Evil doesn’t win in my books (well, I’ll admit it’s sometimes hard to pick the good guys) and I was a little uncomfortable with the assignment, but Steve’s a friend and has written stories for me. If I’d known he wasn’t going to do a story for his own collection, I might have begged off; but I didn’t, and “The Tradesmen” resulted. It has a very dense structure, so much so that my outline amounted to 60% of the wordage of the finished story. As a piece of craftsmanship, I’m proud of it.

“Coming Up Against It” had a very strange genesis. Bill Fawcett got a deal for the two of us to consult on backgrounds for a computer game, for which we’d be paid an absurdly large amount of money. Part of the deal was that I would write a story in the game universe for binding in with the game. I wrote the story.

We did commentary on the initial background and sent it in. The new version came back to us, not a refinement but a totally new scenario.
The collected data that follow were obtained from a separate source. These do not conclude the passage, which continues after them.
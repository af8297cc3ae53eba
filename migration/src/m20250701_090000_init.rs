use sea_orm_migration::prelude::*;

use crate::util::{create_cascade_fk, serial_table_statement, with_audit_columns, with_worker_columns, WorkerColumn};

#[derive(DeriveMigrationName)]
pub struct Migration;

#[async_trait::async_trait]
impl MigrationTrait for Migration {
    async fn up(&self, manager: &SchemaManager) -> Result<(), DbErr> {
        manager
            .create_table(with_audit_columns(serial_table_statement(PlanillasAportes::Table, PlanillasAportes::IdPlanillaAportes))
                .col(ColumnDef::new(PlanillasAportes::ComNro)
                    .integer())
                .col(ColumnDef::new(PlanillasAportes::CodPatronal)
                    .text()
                    .not_null())
                .col(ColumnDef::new(PlanillasAportes::Empresa)
                    .text()
                    .not_null())
                .col(ColumnDef::new(PlanillasAportes::TipoEmpresa)
                    .text()
                    .not_null()) // `AP` or `AV`
                .col(ColumnDef::new(PlanillasAportes::FechaPlanilla)
                    .date()
                    .not_null())
                .col(ColumnDef::new(PlanillasAportes::TotalImporte)
                    .double()
                    .not_null())
                .col(ColumnDef::new(PlanillasAportes::TotalTrabaj)
                    .integer()
                    .not_null())
                .col(ColumnDef::new(PlanillasAportes::Estado)
                    .small_integer()
                    .not_null()
                    .default(0))
                .col(ColumnDef::new(PlanillasAportes::Observaciones)
                    .text())
                .col(ColumnDef::new(PlanillasAportes::FechaDeclarada)
                    .timestamp_with_time_zone())
                .col(ColumnDef::new(PlanillasAportes::FechaPago)
                    .timestamp_with_time_zone())
                .col(ColumnDef::new(PlanillasAportes::AportePorcentaje).double())
                .col(ColumnDef::new(PlanillasAportes::UfvDiaFormal).double())
                .col(ColumnDef::new(PlanillasAportes::UfvDiaPresentacion).double())
                .col(ColumnDef::new(PlanillasAportes::AporteActualizado).double())
                .col(ColumnDef::new(PlanillasAportes::MontoActualizado).double())
                .col(ColumnDef::new(PlanillasAportes::MultaNoPresentacion).double())
                .col(ColumnDef::new(PlanillasAportes::DiasRetraso).integer())
                .col(ColumnDef::new(PlanillasAportes::Intereses).double())
                .col(ColumnDef::new(PlanillasAportes::MultaSobreIntereses).double())
                .col(ColumnDef::new(PlanillasAportes::TotalACancelarParcial).double())
                .col(ColumnDef::new(PlanillasAportes::TotalMultas).double())
                .col(ColumnDef::new(PlanillasAportes::TotalTasaInteres).double())
                .col(ColumnDef::new(PlanillasAportes::TotalAportesAsuss).double())
                .col(ColumnDef::new(PlanillasAportes::TotalAportesMinSalud).double())
                .col(ColumnDef::new(PlanillasAportes::TotalACancelar).double())
                .take()
            ).await?;

        // One payroll per employer and month
        manager
            .create_index(Index::create()
                .name("idx_planillas_aportes_periodo")
                .table(PlanillasAportes::Table)
                .col(PlanillasAportes::CodPatronal)
                .col(PlanillasAportes::FechaPlanilla)
                .unique()
                .take()
            ).await?;

        manager
            .create_table(with_worker_columns(serial_table_statement(PlanillaAportesDetalles::Table, PlanillaAportesDetalles::IdPlanillaAportesDetalles))
                .col(ColumnDef::new(PlanillaAportesDetalles::IdPlanillaAportes)
                    .integer()
                    .not_null())
                .take()
            ).await?;
        create_cascade_fk(manager, PlanillaAportesDetalles::Table, "id_planilla_aportes", PlanillasAportes::Table, "id_planilla_aportes").await?;

        manager
            .create_index(Index::create()
                .name("idx_planilla_aportes_detalles_ci")
                .table(PlanillaAportesDetalles::Table)
                .col(PlanillaAportesDetalles::IdPlanillaAportes)
                .col(WorkerColumn::Ci)
                .take()
            ).await?;

        manager
            .create_table(with_audit_columns(serial_table_statement(PlanillasAdicionales::Table, PlanillasAdicionales::IdPlanillaAdicional))
                .col(ColumnDef::new(PlanillasAdicionales::IdPlanillaAportes)
                    .integer()
                    .not_null())
                .col(ColumnDef::new(PlanillasAdicionales::TotalImporte)
                    .double()
                    .not_null())
                .col(ColumnDef::new(PlanillasAdicionales::TotalTrabaj)
                    .integer()
                    .not_null())
                .col(ColumnDef::new(PlanillasAdicionales::Estado)
                    .small_integer()
                    .not_null()
                    .default(0))
                .col(ColumnDef::new(PlanillasAdicionales::Observaciones)
                    .text())
                .col(ColumnDef::new(PlanillasAdicionales::MotivoAdicional)
                    .text()
                    .not_null())
                .col(ColumnDef::new(PlanillasAdicionales::FechaDeclarada)
                    .timestamp_with_time_zone())
                .take()
            ).await?;
        create_cascade_fk(manager, PlanillasAdicionales::Table, "id_planilla_aportes", PlanillasAportes::Table, "id_planilla_aportes").await?;

        manager
            .create_table(with_worker_columns(serial_table_statement(PlanillaAdicionalDetalles::Table, PlanillaAdicionalDetalles::IdPlanillaAdicionalDetalles))
                .col(ColumnDef::new(PlanillaAdicionalDetalles::IdPlanillaAdicional)
                    .integer()
                    .not_null())
                .take()
            ).await?;
        create_cascade_fk(manager, PlanillaAdicionalDetalles::Table, "id_planilla_adicional", PlanillasAdicionales::Table, "id_planilla_adicional").await?;

        manager
            .create_table(serial_table_statement(PagosAportes::Table, PagosAportes::IdPago)
                .col(ColumnDef::new(PagosAportes::IdPlanillaAportes)
                    .integer()
                    .not_null())
                .col(ColumnDef::new(PagosAportes::FechaPago)
                    .timestamp_with_time_zone()
                    .not_null())
                .col(ColumnDef::new(PagosAportes::MontoPagado)
                    .double()
                    .not_null())
                .col(ColumnDef::new(PagosAportes::Observaciones)
                    .text())
                .col(ColumnDef::new(PagosAportes::UsuarioCreacion)
                    .text())
                .col(ColumnDef::new(PagosAportes::FechaCreacion)
                    .timestamp_with_time_zone()
                    .not_null()
                    .default(Expr::current_timestamp()))
                .take()
            ).await?;
        create_cascade_fk(manager, PagosAportes::Table, "id_planilla_aportes", PlanillasAportes::Table, "id_planilla_aportes").await?;

        Ok(())
    }

    async fn down(&self, manager: &SchemaManager) -> Result<(), DbErr> {
        manager.drop_table(
            TableDropStatement::new()
                .table(PagosAportes::Table)
                .take()
        ).await?;

        manager.drop_table(
            TableDropStatement::new()
                .table(PlanillaAdicionalDetalles::Table)
                .take()
        ).await?;

        manager.drop_table(
            TableDropStatement::new()
                .table(PlanillasAdicionales::Table)
                .take()
        ).await?;

        manager.drop_table(
            TableDropStatement::new()
                .table(PlanillaAportesDetalles::Table)
                .take()
        ).await?;

        manager.drop_table(
            TableDropStatement::new()
                .table(PlanillasAportes::Table)
                .take()
        ).await?;

        Ok(())
    }
}

#[derive(DeriveIden)]
enum PlanillasAportes {
    Table,
    IdPlanillaAportes,
    ComNro,
    CodPatronal,
    Empresa,
    TipoEmpresa,
    FechaPlanilla,
    TotalImporte,
    TotalTrabaj,
    Estado,
    Observaciones,
    FechaDeclarada,
    FechaPago,
    AportePorcentaje,
    UfvDiaFormal,
    UfvDiaPresentacion,
    AporteActualizado,
    MontoActualizado,
    MultaNoPresentacion,
    DiasRetraso,
    Intereses,
    MultaSobreIntereses,
    #[sea_orm(iden = "total_a_cancelar_parcial")]
    TotalACancelarParcial,
    TotalMultas,
    TotalTasaInteres,
    TotalAportesAsuss,
    TotalAportesMinSalud,
    #[sea_orm(iden = "total_a_cancelar")]
    TotalACancelar,
}

#[derive(DeriveIden)]
enum PlanillaAportesDetalles {
    Table,
    IdPlanillaAportesDetalles,
    IdPlanillaAportes,
}

#[derive(DeriveIden)]
enum PlanillasAdicionales {
    Table,
    IdPlanillaAdicional,
    IdPlanillaAportes,
    TotalImporte,
    TotalTrabaj,
    Estado,
    Observaciones,
    MotivoAdicional,
    FechaDeclarada,
}

#[derive(DeriveIden)]
enum PlanillaAdicionalDetalles {
    Table,
    IdPlanillaAdicionalDetalles,
    IdPlanillaAdicional,
}

#[derive(DeriveIden)]
enum PagosAportes {
    Table,
    IdPago,
    IdPlanillaAportes,
    FechaPago,
    MontoPagado,
    Observaciones,
    UsuarioCreacion,
    FechaCreacion,
}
We did more commentary. The response was yet again a totally new scenario. I don’t recall how many iterations we went through on this, but I do remember that I was getting steamed. (I later heard the rumor that somebody in the company was keeping the meter running as a favor to the outside contractor doing the scenarios, a buddy who’d fallen on hard times.)

My story, “Coming Up Against It,” was based on a situation that was edited out of the game early in the process. I didn’t even think I had a copy of the story (I’d tried to put the whole business out of my head; I was really angry about being dicked around), but it showed up while I was searching for other things. It appears here for the first time.